April 29, 2008 at 7:34 am
I would like to remove duplicates from a table where no primary key nor a date is present. you can use the following code to create some sample data
create table SC (CityName varchar(10), Zip Varchar(10), Description varchar(20))
insert into SC values ('Bank','22222','N/A')
insert into SC values ('Bank','22222','Here in town')
insert into SC values ('k','22222','N/A')
insert into SC values ('k','22222','N/A')
insert into SC values ('k','22222','Here in town')
insert into SC values ('Karachi','22222','Here in town')
insert into SC values ('Lahore','22222','Here in town')
thanks
April 29, 2008 at 8:01 am
So, which columns constitute a dupe? Just the first two or all of them?
--Jeff Moden
Change is inevitable... Change for the better is not.
April 29, 2008 at 10:34 am
The SOP way is something like:
Select distinct * into #tmp From SC
Truncate Table SC
Insert into SC Select * from #tmp
Drop table #tmp
You also might want to wrap this in a transaction.
[font="Times New Roman"]-- RBarryYoung[/font], [font="Times New Roman"] (302)375-0451[/font] blog: MovingSQL.com, Twitter: @RBarryYoung[font="Arial Black"]
Proactive Performance Solutions, Inc. [/font][font="Verdana"] "Performance is our middle name."[/font]
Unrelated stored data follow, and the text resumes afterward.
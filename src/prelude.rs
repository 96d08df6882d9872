//! Convenient re-exports for common usage.
//!
//! ```
//! use vigil::prelude::*;
//! ```

// Core types
pub use crate::error::{Result, VigilError};

// Status types
pub use crate::status::{DeploymentStatus, StatusSeverity};

// Model types
pub use crate::model::{ModelDeploymentRef, ModelId, ModelSummary};

// API types
pub use crate::api::{ApiAuth, ApiClient, PlatformApi};

// Watcher types
pub use crate::watcher::{
    DeploymentWatcher, RefreshFn, WatchSession, WatcherConfig, DEFAULT_POLL_INTERVAL,
};

// Clipboard types
pub use crate::clipboard::{Clipboard, CopyAcknowledgements, DEFAULT_COPIED_TTL};
#[cfg(feature = "clipboard")]
pub use crate::clipboard::SystemClipboard;
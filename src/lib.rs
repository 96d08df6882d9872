// Clippy configuration for vigil crate
// Allow format string style choices
#![allow(clippy::uninlined_format_args)]
// Allow missing docs for internal items
#![allow(clippy::missing_errors_doc)]
#![allow(clippy::missing_panics_doc)]
// Allow pass-by-value for small types
#![allow(clippy::needless_pass_by_value)]
// Doc backticks optional
#![allow(clippy::doc_markdown)]

//! Vigil: Deployment Status Watcher
//!
//! Vigil watches the deployment status of ML model endpoints served by a
//! remote platform API. It performs one status query up front, keeps a
//! bounded polling session alive while the backend reports a transient
//! status (creating, updating, deleting, ...), and stops with a stable
//! terminal classification once the backend settles.
//!
//! # Quick Start
//!
//! ```no_run
//! use std::sync::Arc;
//! use vigil::prelude::*;
//!
//! # async fn example() -> vigil::Result<()> {
//! let api: Arc<dyn PlatformApi> =
//!     Arc::new(ApiClient::new("https://platform.example.com")?);
//!
//! let model = ModelDeploymentRef::new(ModelId::new(7), Some("fraud-v2".to_string()));
//! let watcher = DeploymentWatcher::new(api, model)
//!     .with_on_refresh(|| println!("deployment settled, refresh the model list"));
//!
//! // One query now; a polling session starts automatically if the
//! // backend is still in flux.
//! let status = watcher.check_initial_status().await;
//! println!("current status: {status} [{}]", status.severity());
//! # Ok(())
//! # }
//! ```
//!
//! # Architecture
//!
//! - **Status** - closed enumeration of service labels with an explicit
//!   transient/terminal classification and a severity class for display
//! - **Watcher** - one [`DeploymentWatcher`](watcher::DeploymentWatcher)
//!   per model card, never more than one live
//!   [`WatchSession`](watcher::WatchSession) at a time
//! - **API** - the platform is a black box behind the
//!   [`PlatformApi`](api::PlatformApi) trait; the bundled client speaks
//!   its REST contract
//!
//! Query failures are folded into the `Inactive` status and logged rather
//! than raised: the worst case for a watcher is a stale label, never a
//! crashed process.

pub mod api;
pub mod cli;
pub mod clipboard;
pub mod error;
pub mod model;
pub mod prelude;
pub mod status;
pub mod watcher;

pub use error::{Result, VigilError};
pub use status::DeploymentStatus;
pub use watcher::DeploymentWatcher;
//! Clipboard copy of model identifiers with transient acknowledgements.
//!
//! Copying a model id flips a per-model "copied" flag that auto-clears
//! after a fixed delay, so a UI can swap "Copy ID" for "Copied" and back.
//! Flags are keyed by [`ModelId`] and fully independent of each other.

use crate::error::Result;
use crate::model::ModelId;
use parking_lot::Mutex;
use std::collections::HashMap;
use std::sync::atomic::{AtomicU64, Ordering};
use std::sync::Arc;
use std::time::Duration;
use tracing::warn;

/// Default time a "copied" acknowledgement stays visible.
pub const DEFAULT_COPIED_TTL: Duration = Duration::from_millis(5000);

/// Destination for copied text.
///
/// The watcher only ever writes; reading the clipboard is out of scope.
pub trait Clipboard: Send + Sync {
    /// Place the given text on the clipboard.
    ///
    /// # Errors
    ///
    /// Returns an error if the clipboard is unavailable or rejects the
    /// write.
    fn set_text(&self, text: &str) -> Result<()>;
}

/// System clipboard backed by `arboard`.
#[cfg(feature = "clipboard")]
#[derive(Debug, Default)]
pub struct SystemClipboard;

#[cfg(feature = "clipboard")]
impl Clipboard for SystemClipboard {
    fn set_text(&self, text: &str) -> Result<()> {
        // arboard handles are not Sync; open one per write.
        arboard::Clipboard::new()
            .and_then(|mut clipboard| clipboard.set_text(text.to_string()))
            .map_err(|e| crate::error::VigilError::Clipboard(e.to_string()))
    }
}

/// Per-model "copied" flags with automatic expiry.
///
/// Each successful copy arms its own clear timer; copying model A never
/// touches model B's flag, and re-copying the same model restarts that
/// model's clock (a stale clear from an earlier copy is ignored).
pub struct CopyAcknowledgements {
    clipboard: Arc<dyn Clipboard>,
    ttl: Duration,
    // ModelId -> generation of the copy that set the live flag.
    flags: Arc<Mutex<HashMap<ModelId, u64>>>,
    generation: AtomicU64,
}

impl CopyAcknowledgements {
    /// Create a store writing to the given clipboard.
    #[must_use]
    pub fn new(clipboard: Arc<dyn Clipboard>) -> Self {
        Self {
            clipboard,
            ttl: DEFAULT_COPIED_TTL,
            flags: Arc::new(Mutex::new(HashMap::new())),
            generation: AtomicU64::new(0),
        }
    }

    /// Set how long acknowledgements stay visible.
    #[must_use]
    pub fn with_ttl(mut self, ttl: Duration) -> Self {
        self.ttl = ttl;
        self
    }

    /// Copy a model id to the clipboard.
    ///
    /// On success the model's flag is set and scheduled to clear after the
    /// TTL; returns `true`. On failure nothing is flagged, the error is
    /// logged, and `false` is returned; clipboard trouble is never
    /// surfaced to the user as an error.
    ///
    /// Must be called from within a tokio runtime.
    pub fn copy_model_id(&self, model_id: ModelId) -> bool {
        if let Err(err) = self.clipboard.set_text(&model_id.to_string()) {
            warn!(model_id = %model_id, error = %err, "failed to copy model id");
            return false;
        }

        let generation = self.generation.fetch_add(1, Ordering::Relaxed);
        self.flags.lock().insert(model_id, generation);

        let flags = Arc::clone(&self.flags);
        let ttl = self.ttl;
        tokio::spawn(async move {
            tokio::time::sleep(ttl).await;
            let mut flags = flags.lock();
            // A newer copy of the same id owns the flag now; leave it.
            if flags.get(&model_id) == Some(&generation) {
                flags.remove(&model_id);
            }
        });

        true
    }

    /// Whether the model's acknowledgement is currently visible.
    #[must_use]
    pub fn is_copied(&self, model_id: ModelId) -> bool {
        self.flags.lock().contains_key(&model_id)
    }
}

#[cfg(test)]
mod tests {
    use super::*;
    use crate::error::VigilError;

    /// In-memory clipboard for tests.
    #[derive(Default)]
    struct FakeClipboard {
        contents: Mutex<Option<String>>,
        fail: bool,
    }

    impl FakeClipboard {
        fn failing() -> Self {
            Self {
                contents: Mutex::new(None),
                fail: true,
            }
        }
    }

    impl Clipboard for FakeClipboard {
        fn set_text(&self, text: &str) -> Result<()> {
            if self.fail {
                return Err(VigilError::Clipboard("no clipboard backend".to_string()));
            }
            *self.contents.lock() = Some(text.to_string());
            Ok(())
        }
    }

    #[tokio::test(start_paused = true)]
    async fn test_copy_sets_flag_and_clipboard() {
        let clipboard = Arc::new(FakeClipboard::default());
        let acks = CopyAcknowledgements::new(Arc::clone(&clipboard) as Arc<dyn Clipboard>);

        assert!(acks.copy_model_id(ModelId::new(42)));
        assert!(acks.is_copied(ModelId::new(42)));
        assert_eq!(clipboard.contents.lock().as_deref(), Some("42"));
    }

    #[tokio::test(start_paused = true)]
    async fn test_flag_clears_after_ttl() {
        let clipboard = Arc::new(FakeClipboard::default());
        let acks = CopyAcknowledgements::new(clipboard);

        acks.copy_model_id(ModelId::new(1));
        assert!(acks.is_copied(ModelId::new(1)));

        tokio::time::sleep(DEFAULT_COPIED_TTL + Duration::from_millis(50)).await;
        assert!(!acks.is_copied(ModelId::new(1)));
    }

    #[tokio::test(start_paused = true)]
    async fn test_flags_are_independent_per_model() {
        let clipboard = Arc::new(FakeClipboard::default());
        let acks = CopyAcknowledgements::new(clipboard);

        acks.copy_model_id(ModelId::new(1));
        tokio::time::sleep(Duration::from_millis(3000)).await;
        acks.copy_model_id(ModelId::new(2));

        // Model 1's clock expires first; model 2 is untouched.
        tokio::time::sleep(Duration::from_millis(2500)).await;
        assert!(!acks.is_copied(ModelId::new(1)));
        assert!(acks.is_copied(ModelId::new(2)));

        tokio::time::sleep(Duration::from_millis(3000)).await;
        assert!(!acks.is_copied(ModelId::new(2)));
    }

    #[tokio::test(start_paused = true)]
    async fn test_recopy_restarts_the_clock() {
        let clipboard = Arc::new(FakeClipboard::default());
        let acks = CopyAcknowledgements::new(clipboard);

        acks.copy_model_id(ModelId::new(7));
        tokio::time::sleep(Duration::from_millis(4000)).await;

        // Re-copy at t=4s; the first copy's clear at t=5s must not wipe it.
        acks.copy_model_id(ModelId::new(7));
        tokio::time::sleep(Duration::from_millis(2000)).await;
        assert!(acks.is_copied(ModelId::new(7)));

        tokio::time::sleep(Duration::from_millis(3500)).await;
        assert!(!acks.is_copied(ModelId::new(7)));
    }

    #[tokio::test(start_paused = true)]
    async fn test_failed_copy_sets_no_flag() {
        let clipboard = Arc::new(FakeClipboard::failing());
        let acks = CopyAcknowledgements::new(clipboard);

        assert!(!acks.copy_model_id(ModelId::new(9)));
        assert!(!acks.is_copied(ModelId::new(9)));
    }

    #[tokio::test(start_paused = true)]
    async fn test_custom_ttl() {
        let clipboard = Arc::new(FakeClipboard::default());
        let acks = CopyAcknowledgements::new(clipboard).with_ttl(Duration::from_millis(100));

        acks.copy_model_id(ModelId::new(3));
        tokio::time::sleep(Duration::from_millis(150)).await;
        assert!(!acks.is_copied(ModelId::new(3)));
    }
}
//! CLI integration tests.
//!
//! These exercise argument handling and configuration errors only; paths
//! that reach the network are covered by the library tests with a
//! scripted platform.

use std::process::Command;

fn vigil_cmd() -> Command {
    let mut cmd = Command::new(env!("CARGO_BIN_EXE_vigil"));
    // Keep the test hermetic even if the host shell exports a base URL.
    cmd.env_remove("VIGIL_API_BASE");
    cmd
}

#[test]
fn test_cli_help() {
    let output = vigil_cmd().arg("--help").output().expect("run");

    assert!(output.status.success());
    let stdout = String::from_utf8_lossy(&output.stdout);
    assert!(stdout.contains("Deployment status watcher"));
    assert!(stdout.contains("watch"));
    assert!(stdout.contains("deploy"));
}

#[test]
fn test_cli_requires_api_base() {
    let output = vigil_cmd().arg("list").output().expect("run");

    assert!(!output.status.success());
    let stderr = String::from_utf8_lossy(&output.stderr);
    assert!(stderr.contains("VIGIL_API_BASE"));
}

#[test]
fn test_cli_rejects_unknown_subcommand() {
    let output = vigil_cmd().arg("frobnicate").output().expect("run");

    assert!(!output.status.success());
}

#[test]
fn test_cli_rejects_non_numeric_model_id() {
    let output = vigil_cmd()
        .args(["--api-base", "https://platform.example.com", "watch", "abc"])
        .output()
        .expect("run");

    assert!(!output.status.success());
}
April 29, 2008 at 12:20 pm
The only actual duplicates I see are:
insert into SC values ('k','22222','N/A')
insert into SC values ('k','22222','N/A')
RBarry's method will handle those two. The rest aren't strict duplicates. If you want to treat:
insert into SC values ('Bank','22222','N/A')
insert into SC values ('Bank','22222','Here in town')
as duplicates (for example), you'll have to define what constitutes a "duplicate", and how to determine what to do with the slightly different data.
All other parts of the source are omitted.